▸ MATERIAL SUPPLIED
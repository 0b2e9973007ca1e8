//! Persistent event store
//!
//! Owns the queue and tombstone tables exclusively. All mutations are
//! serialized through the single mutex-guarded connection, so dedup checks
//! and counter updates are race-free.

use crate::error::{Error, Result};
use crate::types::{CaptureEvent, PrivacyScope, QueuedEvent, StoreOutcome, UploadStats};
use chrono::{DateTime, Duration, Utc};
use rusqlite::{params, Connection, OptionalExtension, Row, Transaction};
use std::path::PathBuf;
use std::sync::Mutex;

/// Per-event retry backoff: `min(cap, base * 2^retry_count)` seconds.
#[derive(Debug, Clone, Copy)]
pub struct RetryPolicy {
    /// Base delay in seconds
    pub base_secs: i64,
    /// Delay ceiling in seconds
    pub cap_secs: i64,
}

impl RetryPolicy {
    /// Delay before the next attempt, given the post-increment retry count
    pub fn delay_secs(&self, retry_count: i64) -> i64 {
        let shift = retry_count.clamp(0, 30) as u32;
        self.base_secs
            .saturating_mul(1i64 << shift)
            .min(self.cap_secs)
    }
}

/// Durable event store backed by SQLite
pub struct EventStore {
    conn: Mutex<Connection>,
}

▸ PROBLEM STATEMENT
From the line that contains "ceiling in seconds" to the last line of the data, write out each line exactly and add nothing.

▸ SOLUTION
    /// Delay ceiling in seconds
    pub cap_secs: i64,
}

impl RetryPolicy {
    /// Delay before the next attempt, given the post-increment retry count
    pub fn delay_secs(&self, retry_count: i64) -> i64 {
        let shift = retry_count.clamp(0, 30) as u32;
        self.base_secs
            .saturating_mul(1i64 << shift)
            .min(self.cap_secs)
    }
}

/// Durable event store backed by SQLite
pub struct EventStore {
    conn: Mutex<Connection>,
}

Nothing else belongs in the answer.